Standard Test Method for Determining Aerobic Biodegradation of Plastic Materials in the Marine Environment by a Defined Microbial Consortium or Natural Sea Water Inoculum
5.1 The use of plastics aboard ships is on the rise and the use of the sea as a trash dumping site is no longer a possibility; consequently, the disposal of plastic materials while at sea remains a major issue. It is possible that biodegradable plastics will help to allay public concern by allowing for the safe disposal of plastic materials at sea. This test method has been developed to assess the rate and degree of aerobic biodegradation of plastics exposed to marine microorganisms. Aerobic biodegradation is determined by measuring the amount of biogas (carbon dioxide) produced during such an exposure.

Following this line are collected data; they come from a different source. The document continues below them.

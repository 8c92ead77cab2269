//! # Drive Mixer
//!
//! Mixes two validated pulse widths into left/right motor drive values.
//!
//! ## Arcade Mix (default)
//!
//! ```text
//! fwd   = neutral - throttle_width
//! turn  = steering_width - neutral
//! left  = (fwd + turn) * full_scale / min_pulse
//! right = (fwd - turn) * full_scale / min_pulse
//! ```
//!
//! Dividing by the minimum pulse width makes a stick deflection of
//! `min_pulse` ticks from neutral reach full scale. Results are clamped to
//! `-full_scale..=full_scale`.
//!
//! ## Tank Mix
//!
//! Each channel drives one motor directly: `left` from the throttle channel,
//! `right` from the steering channel, both as `neutral - width`.
//!
//! ## Calibration
//!
//! Transmitters and receivers disagree on channel order and direction. If the
//! robot turns when it should drive straight, set `swap_channels`; if a stick
//! acts backwards, set the matching `invert_*` flag.

use serde::{Deserialize, Serialize};

use super::validator::{ChannelValidator, PulseLimits};
use crate::capture::{Tick, CHANNEL_COUNT};

/// Largest drive magnitude accepted by the motor controller.
pub const DEFAULT_FULL_SCALE: i16 = 255;

/// How the two channels combine into motor outputs.
#[derive(Debug, Clone, Copy, Default, PartialEq, Eq, Serialize, Deserialize)]
#[serde(rename_all = "lowercase")]
pub enum MixMode {
    /// Throttle plus/minus steering.
    #[default]
    Arcade,
    /// One channel per motor.
    Tank,
}

/// Channel assignment and sign conventions.
#[derive(Debug, Clone, Copy, Default, PartialEq, Eq)]
pub struct MixPolarity {
    /// Use channel 1 as throttle and channel 0 as steering.
    pub swap_channels: bool,
    pub invert_throttle: bool,
    pub invert_steering: bool,
}

/// Signed drive command for the two motors.
#[derive(Debug, Clone, Copy, Default, PartialEq, Eq, Serialize, Deserialize)]
pub struct DriveCommand {
    pub left: i16,
    pub right: i16,
}

impl DriveCommand {
    /// Both motors stopped.
    pub const STOP: DriveCommand = DriveCommand { left: 0, right: 0 };

    #[must_use]
    pub fn new(left: i16, right: i16) -> Self {
        Self { left, right }
    }

    #[must_use]
    pub fn is_stop(&self) -> bool {
        *self == Self::STOP
    }
}

/// Differential drive mixer.
///
/// # Examples
///
/// ```
/// use rc_drive_bridge::control::mixer::{DriveCommand, Mixer};
/// use rc_drive_bridge::control::validator::PulseLimits;
///
/// let mixer = Mixer::new(&PulseLimits::default(), 255);
///
/// // Both sticks centered
/// assert_eq!(mixer.mix(469, 469), DriveCommand::STOP);
///
/// // Throttle channel at maximum pulse
/// assert_eq!(mixer.mix(782, 469), DriveCommand::new(-255, -255));
/// ```
#[derive(Debug, Clone)]
pub struct Mixer {
    mode: MixMode,
    polarity: MixPolarity,
    neutral: i32,
    divisor: i32,
    full_scale: i32,
    deadband: i32,
}

impl Mixer {
    /// Creates an arcade mixer with default polarity and no deadband.
    ///
    /// `full_scale` is the largest magnitude sent to the motors; negative
    /// values are treated as their magnitude.
    #[must_use]
    pub fn new(limits: &PulseLimits, full_scale: i16) -> Self {
        Self {
            mode: MixMode::Arcade,
            polarity: MixPolarity::default(),
            neutral: i32::from(limits.neutral_pulse),
            divisor: i32::from(limits.min_pulse).max(1),
            full_scale: i32::from(full_scale).abs(),
            deadband: 0,
        }
    }

    #[must_use]
    pub fn with_mode(mut self, mode: MixMode) -> Self {
        self.mode = mode;
        self
    }

    #[must_use]
    pub fn with_polarity(mut self, polarity: MixPolarity) -> Self {
        self.polarity = polarity;
        self
    }

    /// Treats widths within `deadband` ticks of neutral as neutral.
    #[must_use]
    pub fn with_deadband(mut self, deadband: Tick) -> Self {
        self.deadband = i32::from(deadband);
        self
    }

    #[must_use]
    pub fn mode(&self) -> MixMode {
        self.mode
    }

    #[must_use]
    pub fn polarity(&self) -> MixPolarity {
        self.polarity
    }

    /// Drive command for the current trust state.
    ///
    /// Stops both motors unless every channel is trusted and holds a live
    /// reading. A channel whose credit just reached zero has no reading until
    /// its next pulse, and mixing its zero width would command a full turn.
    #[must_use]
    pub fn drive(&self, channels: &[ChannelValidator; CHANNEL_COUNT]) -> DriveCommand {
        match (channels[0].live_width(), channels[1].live_width()) {
            (Some(ch0), Some(ch1)) => self.mix(ch0, ch1),
            _ => DriveCommand::STOP,
        }
    }

    /// Mixes two pulse widths given in channel order.
    #[must_use]
    pub fn mix(&self, ch0: Tick, ch1: Tick) -> DriveCommand {
        let (throttle, steering) = if self.polarity.swap_channels {
            (ch1, ch0)
        } else {
            (ch0, ch1)
        };

        let fwd = negate_if(self.centered(throttle), self.polarity.invert_throttle);
        let second = self.centered(steering);

        let (left, right) = match self.mode {
            MixMode::Arcade => {
                let turn = negate_if(-second, self.polarity.invert_steering);
                (fwd + turn, fwd - turn)
            }
            MixMode::Tank => (fwd, negate_if(second, self.polarity.invert_steering)),
        };

        DriveCommand::new(self.scale(left), self.scale(right))
    }

    /// `neutral - width`, with the deadband applied.
    fn centered(&self, width: Tick) -> i32 {
        let offset = self.neutral - i32::from(width);
        if offset.abs() <= self.deadband {
            0
        } else {
            offset
        }
    }

    fn scale(&self, raw: i32) -> i16 {
        let scaled = raw * self.full_scale / self.divisor;
        scaled.clamp(-self.full_scale, self.full_scale) as i16
    }
}

#[inline]
fn negate_if(value: i32, negate: bool) -> i32 {
    if negate {
        -value
    } else {
        value
    }
}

5.2 It is acceptable to use the degree and rate of aerobic biodegradability of a plastic under the conditions of this test method to estimate the persistence of that plastic in biologically active marine environments, for example, seashore and open-ocean. However, it shall be recognized that predicting long-term environmental fate and effects from the results of short-term exposure to a simulated marine environment is difficult. Thus, caution shall be exercised when extrapolating the results obtained from this or any other controlled-environment test to disposal in the natural environment.
1.1 This test method is used to determine the degree and rate of aerobic biodegradation of plastic materials (including formulation additives) exposed to pre-grown population of at least ten aerobic marine microorganisms of known genera or the indigenous population existing in natural seawater. The test method is conducted under controlled laboratory conditions.
1.2 This test method is designed to index polymer materials that are possibly biodegradable, relative to a positive reference material, in an aerobic environment.
1.3 This test method is applicable to all polymer materials containing at least 20 % carbon that are not inhibitory to the microorganisms present in a marine environment.
1.4 The values stated in SI units are to be regarded as the standard.
1.5 There is no known ISO equivalent to this standard.
1.6 This standard does not purport to address all of the safety concerns, if any, associated with its use. It is the responsibility of the user of this standard to establish appropriate safety, health, and environmental practices and determine the applicability of regulatory limitations prior to use.
1.7 This international standard was developed in accordance with internationally recognized principles on standardization established in the Decision on Principles for the Development of International Standards, Guides and Recommendations issued by the World Trade Organization Technical Barriers to Trade (TBT) Committee.